呼吸肌功能障礙是慢性呼吸衰竭的重要特征[31]。由于通氣阻力和通氣需求增加,膈肌和輔助吸氣肌肉負荷升高。同時,由于慢性過度通氣導致呼吸肌處于長度-張力曲線不理想的位置,影響膈肌收縮功能。最終導致吸肌肉疲勞和呼吸泵衰竭。并且有研究顯示高碳酸血癥可降低膈肌的力量和耐力[32]。因此,目前有學者認為應用 NPPV 可通過降低呼吸肌肉負荷,緩解呼吸肌肉疲勞,改善血氣,使穩定期慢阻肺患者獲益[33-34]。然而,以往大多數隨機對照研究均未能顯著降低 PaCO2 這可能與 NPPV 使用較低的 IPAP 有關(IPAP 為 10~20 cm H2O)。有研究顯示,穩定期慢阻肺患者使用 NPPV 達到 30 cm H2O 能顯著改善血氣水平[6, 34-35]。Windisch 等[6]進行的一項長期研究顯示目標在于改善氣體交換的通氣策略(平均 IPAP=28 cm H2O)可明顯改善慢阻肺合并慢性呼吸衰竭患者的血氣狀況以及肺功能,并且使 2 年病死率減少至 86%。我們的 Meta 分析與上述觀點一致,即較高的 IPAP 設置值使患者受益更大。在對慢阻肺患者病死率的亞組分析中,當以降低 PaCO2 為主要目標時,病死率有顯著的下降,其 IPAP 值平均為 19.2 cm H2O,另一組的不是以降低 PaCO2 為目標時,IPAP 值較低,平均值為 13.62 cm H2O。

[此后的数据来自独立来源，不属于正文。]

//! The Registry/Router's plain request/response endpoints: registration,
//! discovery, teamup, the agent listing, and the chat-record archive. The
//! two websocket endpoints live in `routes::ws`.

use std::collections::HashSet;

use axum::{extract::State, routing::post, Json, Router};
use serde::{Deserialize, Serialize};
use uuid::Uuid;

use conclave_schema::{AgentInfo, ChatRecord, Session};

use crate::registry::AgentRecord;
use crate::state::AppState;

pub fn router() -> Router<AppState> {
    Router::new()
        .route("/register", post(register))
        .route("/retrieve_assistant", post(retrieve_assistant))
        .route("/query_assistant", post(query_assistant))
        .route("/teamup", post(teamup))
        .route("/list_all_agents", post(list_all_agents))
        .route("/fetch_chat_record", post(fetch_chat_record))
        .route("/health_check", post(health_check).get(health_check))
}

/// `register`: idempotent by name. `AgentInfo` is immutable post-registration,
/// so a second registration under an existing name is a no-op rather than
/// an overwrite.
async fn register(State(state): State<AppState>, Json(info): Json<AgentInfo>) -> Json<AgentInfo> {
    match state.agents.get::<AgentInfo>("agents", &info.name).await {
        Ok(Some(existing)) => Json(existing),
        _ => {
            if let Err(err) = state.agents.put("agents", &info.name, &info).await {
                tracing::warn!(%err, agent = %info.name, "failed to persist agent registration");
            }
            if let Err(err) = state.directory.upsert(AgentRecord(info.clone())).await {
                tracing::warn!(%err, agent = %info.name, "failed to index agent for capability search");
            }
            Json(info)
        }
    }
}

#[derive(Debug, Deserialize)]
struct RetrieveAssistantRequest {
    sender: String,
    capabilities: Vec<String>,
    #[serde(default = "default_top_k")]
    top_k: usize,
}

fn default_top_k() -> usize {
    5
}

/// `retrieve_assistant`: capability search, deduplicated, with the caller
/// excluded from its own results.
async fn retrieve_assistant(
    State(state): State<AppState>,
    Json(request): Json<RetrieveAssistantRequest>,
) -> Json<Vec<AgentInfo>> {
    let hits = state
        .directory
        .search(&request.capabilities, request.top_k)
        .await
        .unwrap_or_default();
    Json(
        hits.into_iter()
            .map(|r| r.0)
            .filter(|info| info.name != request.sender)
            .collect(),
    )
}

#[derive(Debug, Deserialize)]
#[serde(untagged)]
enum NameOrNames {
    One(String),
    Many(Vec<String>),
}

#[derive(Debug, Deserialize)]
struct QueryAssistantRequest {
    name: NameOrNames,
}

#[derive(Debug, Serialize)]
#[serde(untagged)]
enum QueryAssistantResponse {
    One(Option<AgentInfo>),
    Many(Vec<Option<AgentInfo>>),
}

/// `query_assistant`: a single name returns one optional `AgentInfo`; a list
/// of names returns results in the same order, preserving position for
/// unknown names (`None`).
async fn query_assistant(
    State(state): State<AppState>,
    Json(request): Json<QueryAssistantRequest>,
) -> Json<QueryAssistantResponse> {
    match request.name {
        NameOrNames::One(name) => {
            let info = state.agents.get::<AgentInfo>("agents", &name).await.unwrap_or(None);
            Json(QueryAssistantResponse::One(info))
        }
        NameOrNames::Many(names) => {
            let mut out = Vec::with_capacity(names.len());
            for name in names {
                out.push(state.agents.get::<AgentInfo>("agents", &name).await.unwrap_or(None));
            }
            Json(QueryAssistantResponse::Many(out))
        }
    }
}

#[derive(Debug, Deserialize)]
struct TeamupRequest {
    sender: String,
    agent_names: Vec<String>,
    #[serde(default)]
    team_name: Option<String>,
}

#[derive(Debug, Serialize)]
struct TeamupResponse {
    comm_id: Uuid,
    member_names: HashSet<String>,
}

/// `teamup`: allocates a fresh `comm_id`, persists the `Session`
/// (member_names = agent_names ∪ {sender}), opens an empty archived chat
/// record, and broadcasts a `Teamup` event to the observer socket.
async fn teamup(State(state): State<AppState>, Json(request): Json<TeamupRequest>) -> Json<TeamupResponse> {
    let comm_id = Uuid::new_v4();
    let mut member_names: HashSet<String> = request.agent_names.into_iter().collect();
    member_names.insert(request.sender);

    let session = Session {
        comm_id,
        member_names: member_names.clone(),
        team_name: request.team_name.clone(),
    };
    if let Err(err) = state.sessions.put("sessions", &comm_id.to_string(), &session).await {
        tracing::warn!(%err, %comm_id, "failed to persist session");
    }

    let record = ChatRecord::new(comm_id, member_names.iter().cloned().collect(), request.team_name);
    if let Err(err) = state.chat.put("chat", &comm_id.to_string(), &record).await {
        tracing::warn!(%err, %comm_id, "failed to persist empty chat record");
    }

    state.observer_bus.publish(
        crate::state::OBSERVER_TOPIC,
        conclave_bus::FrontendEvent::Teamup {
            comm_id,
            member_names: member_names.iter().cloned().collect(),
        },
    );

    Json(TeamupResponse { comm_id, member_names })
}

async fn list_all_agents(State(state): State<AppState>) -> Json<Vec<AgentInfo>> {
    let agents = state.agents.iter::<AgentInfo>("agents").await.unwrap_or_default();
    Json(agents.into_iter().map(|(_, info)| info).collect())
}

#[derive(Debug, Deserialize, Default)]
struct FetchChatRecordRequest {
    #[serde(default)]
    comm_id: Option<NameOrUuids>,
}

#[derive(Debug, Deserialize)]
#[serde(untagged)]
enum NameOrUuids {
    One(Uuid),
    Many(Vec<Uuid>),
}

/// `fetch_chat_record`: a single id, a list of ids, or `null`/absent for
/// every archived record.
async fn fetch_chat_record(
    State(state): State<AppState>,
    body: Option<Json<FetchChatRecordRequest>>,
) -> Json<Vec<ChatRecord>> {
    let requested = body.and_then(|Json(b)| b.comm_id);
    let records = match requested {
        None => state
            .chat
            .iter::<ChatRecord>("chat")
            .await
            .unwrap_or_default()
            .into_iter()
            .map(|(_, r)| r)
            .collect(),
        Some(NameOrUuids::One(id)) => state
            .chat
            .get::<ChatRecord>("chat", &id.to_string())
            .await
            .unwrap_or(None)
            .into_iter()
            .collect(),
        Some(NameOrUuids::Many(ids)) => {
            let mut out = Vec::with_capacity(ids.len());
            for id in ids {
                if let Ok(Some(record)) = state.chat.get::<ChatRecord>("chat", &id.to_string()).await {
                    out.push(record);
                }
            }
            out
        }
    };
    Json(records)
}

async fn health_check() -> Json<serde_json::Value> {
    Json(serde_json::json!({"status": "ok"}))
}


impl std::fmt::Debug for QueryAssistantResponse {
    fn fmt(&self, f: &mut std::fmt::Formatter<'_>) -> std::fmt::Result {
        match self {
            QueryAssistantResponse::One(o) => write!(f, "One({o:?})"),
            QueryAssistantResponse::Many(m) => write!(f, "Many({m:?})"),
        }
    }
}
//! OpenAI-compatible providers (DeepSeek, Groq, Ollama, etc.)
//!
//! These providers use the same API format as OpenAI, just with different base URLs.

use crate::OpenAiProvider;

/// DeepSeek API - OpenAI compatible
/// https://platform.deepseek.com/api-docs
pub fn deepseek(api_key: impl Into<String>) -> OpenAiProvider {
    OpenAiProvider::new(api_key, "https://api.deepseek.com/v1")
}

/// Groq API - OpenAI compatible, very fast inference
/// https://console.groq.com/docs/api
pub fn groq(api_key: impl Into<String>) -> OpenAiProvider {
    OpenAiProvider::new(api_key, "https://api.groq.com/openai/v1")
}

/// Ollama local API - OpenAI compatible
/// Default: http://localhost:11434/v1
pub fn ollama() -> OpenAiProvider {
    ollama_with_base("http://localhost:11434/v1")
}

/// Ollama with custom base URL
pub fn ollama_with_base(base_url: impl Into<String>) -> OpenAiProvider {
    // Ollama doesn't require API key, but we need to pass something
    OpenAiProvider::new("ollama", base_url)
}

/// OpenRouter API - OpenAI compatible, multi-model router
/// https://openrouter.ai/docs
pub fn openrouter(api_key: impl Into<String>) -> OpenAiProvider {
    OpenAiProvider::new(api_key, "https://openrouter.ai/api/v1")
}

/// Together AI - OpenAI compatible
/// https://docs.together.ai/docs/openai-api-compatibility
pub fn together(api_key: impl Into<String>) -> OpenAiProvider {
    OpenAiProvider::new(api_key, "https://api.together.xyz/v1")
}

/// Fireworks AI - OpenAI compatible
/// https://docs.fireworks.ai/api-reference/introduction
pub fn fireworks(api_key: impl Into<String>) -> OpenAiProvider {
    OpenAiProvider::new(api_key, "https://api.fireworks.ai/inference/v1")
}

/// Custom OpenAI-compatible endpoint
pub fn custom(api_key: impl Into<String>, base_url: impl Into<String>) -> OpenAiProvider {
    OpenAiProvider::new(api_key, base_url)
}

#[cfg(test)]
mod tests {
    use super::*;

    #[test]
    fn deepseek_uses_correct_base() {
        let provider = deepseek("sk-test");
        // Can't access private fields, but at least verify it compiles
        assert!(std::mem::size_of_val(&provider) > 0);
    }

    #[test]
    fn groq_uses_correct_base() {
        let provider = groq("gsk-test");
        assert!(std::mem::size_of_val(&provider) > 0);
    }

    #[test]
    fn ollama_no_key_required() {
        let provider = ollama();
        assert!(std::mem::size_of_val(&provider) > 0);
    }

    #[test]
    fn custom_accepts_any_base() {
        let provider = custom("key", "https://my-llm.example.com/v1");
        assert!(std::mem::size_of_val(&provider) > 0);
    }
}
pub mod connection;
pub mod engine;
pub mod observation;

pub use connection::{ConnError, ConnectionManager};
pub use engine::{CatalogEntry, ContactBook, CoordinationEngine, EngineConfig, EngineError, ModelRoute, RouterClient};
pub use observation::{render_observation_section, ObservationAdapter};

Struik 等[10]在 2014 年發表的一篇 Meta 分析與本文相似,該文在總體上不支持穩定型慢阻肺患者長期使用 NPPV,但在對慢阻肺患者的 PaCO2 的分析中發現,對 IPAP 水平較高(IPAP≥18 cm H2O)的患者和高碳酸血癥(基礎 PaCO2≥55 mm Hg)患者,NPPV 可顯著降低 PaCO2。對比 Struik 等[10]的研究,我們發現 Struik 等[11]和 K?hnlein 等[12]的研究結果更有意義。分析這兩篇文章發現,作者均將通氣壓力設置在較高水平,其 IPAP/EPAP 設定分別為 21.6/4.8 cm H2O 和 19.2/4.8 cm H2O,這也許可以顯著改善慢阻肺患者的動脈血氣及肺功能。我們的研究支持 NPPV 可以降低 PaCO2 的觀點,且當通氣設置的第一目標為改善高碳酸血癥時,NPPV 可以降低患者的病死率。然而,與 Struik 等[10]的分析結果一致,我們未在 PaO2、急性加重、肺功能、呼吸肌功能和運動能力中發現顯著差異。
當前的 Meta 分析存在幾個局限性。第一,文獻質量不一致。3 篇文獻存在 2 個或以上的不清楚或不適當的方法學。第二,我們發現 PaCO2 的合并結果出現高異質性,可能與不同研究納入的患者嚴重程度不同有關。
綜上所述,本研究發現長期使用 NPPV 對于慢阻肺合并慢性呼吸衰竭患者的病死率、急性加重次數、氣體交換、肺功能、呼吸肌肉功能以及運動能力無顯著影響。但是,當 NPPV 以降低高碳酸血癥為目標時能顯著降低病死率。通過亞組分析,本 Meta 分析支持 NPPV 與氧療相比,以顯著降低高碳酸血癥的 NPPV 目標設定能降低病死率。